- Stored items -
______________________________
/*
 * Copyright (c) Huawei Technologies Co., Ltd. 2025. All rights reserved.
 * Global Trust Authority is licensed under the Mulan PSL v2.
 * You can use this software according to the terms and conditions of the Mulan PSL v2.
 * You may obtain a copy of Mulan PSL v2 at:
 *     http://license.coscl.org.cn/MulanPSL2
 * THIS SOFTWARE IS PROVIDED ON AN "AS IS" BASIS, WITHOUT WARRANTIES OF ANY KIND, EITHER EXPRESS OR
 * IMPLIED, INCLUDING BUT NOT LIMITED TO NON-INFRINGEMENT, MERCHANTABILITY OR FIT FOR A PARTICULAR
 * PURPOSE.
 * See the Mulan PSL v2 for more details.
 */

//! Measured boot event log decoding
//!
//! Decodes PC client TCG logs (TCG 1.2 and crypto agile), Intel TXT 1.2 logs and TXT heap
//! logs into an ordered list of measurement events. The library only decodes: it never
//! recomputes digests and never writes logs.
//!
//! # Example
//! ```no_run
//! use std::fs::File;
//! use tpm_event_log::{parse_tcg_log, ByteReader};
//!
//! let file = File::open("/sys/kernel/security/tpm0/binary_bios_measurements").unwrap();
//! let mut reader = ByteReader::new(file).unwrap();
//! let log = parse_tcg_log(&mut reader).unwrap();
//! println!("{}", log);
//! ```

pub mod byte_reader;
pub mod config;
pub mod error;
pub mod event;
pub mod txt;

use std::io::{Read, Seek};

pub use byte_reader::{ByteParseable, ByteReader};
pub use config::DecoderConfig;
pub use error::EventLogError;
pub use event::log::{EventLog, EventLogDecoder};
pub use event::model::{
    digest_size, event_type_name, txt_event_type_name, AlgorithmId, BiosEventType, EfiEventType,
    LogFormat, MeasurementEvent, PcrDigestValue, SpecIdEvent, SpecIdMatch, TcgBiosSpecIdEvent,
    TcgEfiSpecIdEvent, TcgEfiSpecIdEventAlgorithmSize, TcgPcrEvent, TcgPcrEvent2, TxtEventType,
};
pub use event::parser::PcrEvent;
pub use txt::{TxtEventLogContainer, TxtHeapEventLogDescr};

/// Decode a PC client TCG log with the default limits
pub fn parse_tcg_log<R: Read + Seek>(reader: &mut ByteReader<R>) -> Result<EventLog, EventLogError> {
    EventLogDecoder::default().decode_tcg_log(reader)
}

/// Decode a TXT 1.2 event log with the default limits
pub fn parse_txt12_log<R: Read + Seek>(reader: &mut ByteReader<R>) -> Result<EventLog, EventLogError> {
    EventLogDecoder::default().decode_txt12_log(reader)
}

/// Decode a TXT heap event log with the default limits
pub fn parse_txt_heap_log<R: Read + Seek>(
    descr: &TxtHeapEventLogDescr,
    buffer: &mut ByteReader<R>,
) -> Result<EventLog, EventLogError> {
    EventLogDecoder::default().decode_txt_heap_log(descr, buffer)
}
______________________________
- PROBLEM DETAILS -
Retype all of the data shown above, word for word.

- EXERCISE RESULT -
/*
 * Copyright (c) Huawei Technologies Co., Ltd. 2025. All rights reserved.
 * Global Trust Authority is licensed under the Mulan PSL v2.
 * You can use this software according to the terms and conditions of the Mulan PSL v2.
 * You may obtain a copy of Mulan PSL v2 at:
 *     http://license.coscl.org.cn/MulanPSL2
 * THIS SOFTWARE IS PROVIDED ON AN "AS IS" BASIS, WITHOUT WARRANTIES OF ANY KIND, EITHER EXPRESS OR
 * IMPLIED, INCLUDING BUT NOT LIMITED TO NON-INFRINGEMENT, MERCHANTABILITY OR FIT FOR A PARTICULAR
 * PURPOSE.
 * See the Mulan PSL v2 for more details.
 */

//! Measured boot event log decoding
//!
//! Decodes PC client TCG logs (TCG 1.2 and crypto agile), Intel TXT 1.2 logs and TXT heap
//! logs into an ordered list of measurement events. The library only decodes: it never
//! recomputes digests and never writes logs.
//!
//! # Example
//! ```no_run
//! use std::fs::File;
//! use tpm_event_log::{parse_tcg_log, ByteReader};
//!
//! let file = File::open("/sys/kernel/security/tpm0/binary_bios_measurements").unwrap();
//! let mut reader = ByteReader::new(file).unwrap();
//! let log = parse_tcg_log(&mut reader).unwrap();
//! println!("{}", log);
//! ```

pub mod byte_reader;
pub mod config;
pub mod error;
pub mod event;
pub mod txt;

use std::io::{Read, Seek};

pub use byte_reader::{ByteParseable, ByteReader};
pub use config::DecoderConfig;
pub use error::EventLogError;
pub use event::log::{EventLog, EventLogDecoder};
pub use event::model::{
    digest_size, event_type_name, txt_event_type_name, AlgorithmId, BiosEventType, EfiEventType,
    LogFormat, MeasurementEvent, PcrDigestValue, SpecIdEvent, SpecIdMatch, TcgBiosSpecIdEvent,
    TcgEfiSpecIdEvent, TcgEfiSpecIdEventAlgorithmSize, TcgPcrEvent, TcgPcrEvent2, TxtEventType,
};
pub use event::parser::PcrEvent;
pub use txt::{TxtEventLogContainer, TxtHeapEventLogDescr};

/// Decode a PC client TCG log with the default limits
pub fn parse_tcg_log<R: Read + Seek>(reader: &mut ByteReader<R>) -> Result<EventLog, EventLogError> {
    EventLogDecoder::default().decode_tcg_log(reader)
}

/// Decode a TXT 1.2 event log with the default limits
pub fn parse_txt12_log<R: Read + Seek>(reader: &mut ByteReader<R>) -> Result<EventLog, EventLogError> {
    EventLogDecoder::default().decode_txt12_log(reader)
}

/// Decode a TXT heap event log with the default limits
pub fn parse_txt_heap_log<R: Read + Seek>(
    descr: &TxtHeapEventLogDescr,
    buffer: &mut ByteReader<R>,
) -> Result<EventLog, EventLogError> {
    EventLogDecoder::default().decode_txt_heap_log(descr, buffer)
}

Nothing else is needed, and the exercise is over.